- A Procuradoria alemã informou que um cidadão ucraniano, identificado como Yevhen B., foi indiciado em relação a uma suposta operação ligada à inteligência russa para detonar pacotes em território europeu.
- O suspeito foi preso na Suíça em 13 de maio do ano passado e extraditado para a Alemanha em dezembro.

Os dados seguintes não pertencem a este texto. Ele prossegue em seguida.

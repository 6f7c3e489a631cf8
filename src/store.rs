//! Flat-file record store for `datalogger-api`.
//!
//! The whole CSV file is materialized into an immutable [`Snapshot`] at
//! load time. Handlers hold an `Arc<Snapshot>` for the duration of a request;
//! [`RecordStore::reload`] and [`RecordStore::merge`] build a new snapshot and
//! swap it in, leaving in-flight requests on the one they started with.

use std::collections::HashMap;
use std::fs::{self, File};
use std::io::ErrorKind;
use std::path::{Path, PathBuf};
use std::sync::{Arc, RwLock};

use serde::{Deserialize, Serialize};
use uuid::Uuid;

use crate::error::StoreError;
use crate::models::{parse_instant, DeviceId, Reading};

// ---

/// Immutable view of every reading in the store.
#[derive(Debug, Default)]
pub struct Snapshot {
    readings: Vec<Reading>,
}

impl Snapshot {
    // ---
    pub fn new(readings: Vec<Reading>) -> Self {
        Snapshot { readings }
    }

    pub fn readings(&self) -> &[Reading] {
        &self.readings
    }

    pub fn len(&self) -> usize {
        self.readings.len()
    }

    pub fn is_empty(&self) -> bool {
        self.readings.is_empty()
    }
}

/// One CSV row as persisted on disk.
#[derive(Debug, Serialize, Deserialize)]
struct StoreRow {
    // ---
    id: String,
    datalogger: String,
    timestamp: String,
    precipitation: Option<f64>,
    temperature: Option<f64>,
    humidity: Option<f64>,
}

impl StoreRow {
    // ---
    fn from_reading(reading: &Reading) -> Self {
        StoreRow {
            id: reading.id.to_string(),
            datalogger: reading.device_id.to_string(),
            timestamp: reading.timestamp.to_rfc3339(),
            precipitation: reading.precipitation,
            temperature: reading.temperature,
            humidity: reading.humidity,
        }
    }

    fn into_reading(self) -> Result<Reading, String> {
        // ---
        let id = Uuid::parse_str(self.id.trim()).map_err(|e| format!("bad id '{}': {}", self.id, e))?;
        let timestamp = parse_instant(&self.timestamp)
            .ok_or_else(|| format!("bad timestamp '{}'", self.timestamp))?;

        Ok(Reading::new(
            id,
            DeviceId::new(&self.datalogger),
            timestamp,
            self.precipitation,
            self.temperature,
            self.humidity,
        ))
    }
}

/// CSV-backed store owning the current snapshot.
#[derive(Debug)]
pub struct RecordStore {
    path: PathBuf,
    current: RwLock<Arc<Snapshot>>,
}

impl RecordStore {
    // ---
    /// Open the store at `path`. A missing file yields an empty store.
    pub fn load(path: impl Into<PathBuf>) -> Result<Self, StoreError> {
        // ---
        let path = path.into();
        let readings = read_file(&path)?;
        tracing::info!("Loaded {} readings from {}", readings.len(), path.display());

        Ok(RecordStore {
            path,
            current: RwLock::new(Arc::new(Snapshot::new(readings))),
        })
    }

    pub fn path(&self) -> &Path {
        &self.path
    }

    /// Current snapshot; cheap to call once per request.
    pub fn snapshot(&self) -> Arc<Snapshot> {
        let guard = self.current.read().unwrap_or_else(|e| e.into_inner());
        Arc::clone(&guard)
    }

    /// Re-read the file and swap in the result. Returns the new row count.
    pub fn reload(&self) -> Result<usize, StoreError> {
        // ---
        let readings = read_file(&self.path)?;
        let count = readings.len();
        self.swap(Snapshot::new(readings));
        tracing::info!("Reloaded {} readings from {}", count, self.path.display());
        Ok(count)
    }

    /// Upsert `incoming` by id, persist the merged table, and swap it in.
    ///
    /// Rows whose id already exists are replaced in place; the rest are
    /// appended in order. Returns the merged row count.
    pub fn merge(&self, incoming: Vec<Reading>) -> Result<usize, StoreError> {
        // ---
        let base = self.snapshot();
        let mut merged: Vec<Reading> = base.readings().to_vec();
        let mut positions: HashMap<Uuid, usize> = merged
            .iter()
            .enumerate()
            .map(|(i, r)| (r.id, i))
            .collect();

        let mut replaced = 0;
        for reading in incoming {
            match positions.get(&reading.id) {
                Some(&i) => {
                    merged[i] = reading;
                    replaced += 1;
                }
                None => {
                    positions.insert(reading.id, merged.len());
                    merged.push(reading);
                }
            }
        }

        write_file(&self.path, &merged)?;
        let count = merged.len();
        self.swap(Snapshot::new(merged));

        tracing::info!(
            "Store updated: {} rows ({} replaced) written to {}",
            count,
            replaced,
            self.path.display()
        );
        Ok(count)
    }

    fn swap(&self, next: Snapshot) {
        let mut guard = self.current.write().unwrap_or_else(|e| e.into_inner());
        *guard = Arc::new(next);
    }
}

fn read_file(path: &Path) -> Result<Vec<Reading>, StoreError> {
    // ---
    let file = match File::open(path) {
        Ok(file) => file,
        Err(e) if e.kind() == ErrorKind::NotFound => {
            tracing::info!("Store file {} not found, starting empty", path.display());
            return Ok(Vec::new());
        }
        Err(source) => {
            return Err(StoreError::Io {
                path: path.to_path_buf(),
                source,
            })
        }
    };

    let mut reader = csv::Reader::from_reader(file);
    let mut readings = Vec::new();

    for (i, row) in reader.deserialize::<StoreRow>().enumerate() {
        let row = row.map_err(|source| StoreError::Csv {
            path: path.to_path_buf(),
            source,
        })?;
        let reading = row.into_reading().map_err(|reason| StoreError::InvalidRow {
            path: path.to_path_buf(),
            row: i + 1,
            reason,
        })?;
        readings.push(reading);
    }

    Ok(readings)
}

fn write_file(path: &Path, readings: &[Reading]) -> Result<(), StoreError> {
    // ---
    let tmp_path = path.with_extension("csv.tmp");
    let result = write_rows(&tmp_path, readings).and_then(|()| {
        fs::rename(&tmp_path, path).map_err(|source| StoreError::Io {
            path: path.to_path_buf(),
            source,
        })
    });

    if result.is_err() {
        let _ = fs::remove_file(&tmp_path);
    }
    result
}

fn write_rows(tmp_path: &Path, readings: &[Reading]) -> Result<(), StoreError> {
    // ---
    let csv_err = |source: csv::Error| StoreError::Csv {
        path: tmp_path.to_path_buf(),
        source,
    };

    let mut writer = csv::Writer::from_path(tmp_path).map_err(csv_err)?;
    for reading in readings {
        writer.serialize(StoreRow::from_reading(reading)).map_err(csv_err)?;
    }
    writer.flush().map_err(|source| StoreError::Io {
        path: tmp_path.to_path_buf(),
        source,
    })
}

- Em março de 2025, Yevhen B. e dois outros suspeitos, Daniil B. e Vladyslav T., enviaram dois pacotes com rastreadores de localização, de Colônia, na Alemanha, para a Ucrânia, a mando de intermediários da inteligência russa em Mariupol.
- O objetivo era verificar rotas logísticas para, posteriormente, enviar dispositivos incendiários que poderiam explodir na Alemanha ou a caminho de regiões da Ucrânia não ocupadas pela Rússia, causando danos.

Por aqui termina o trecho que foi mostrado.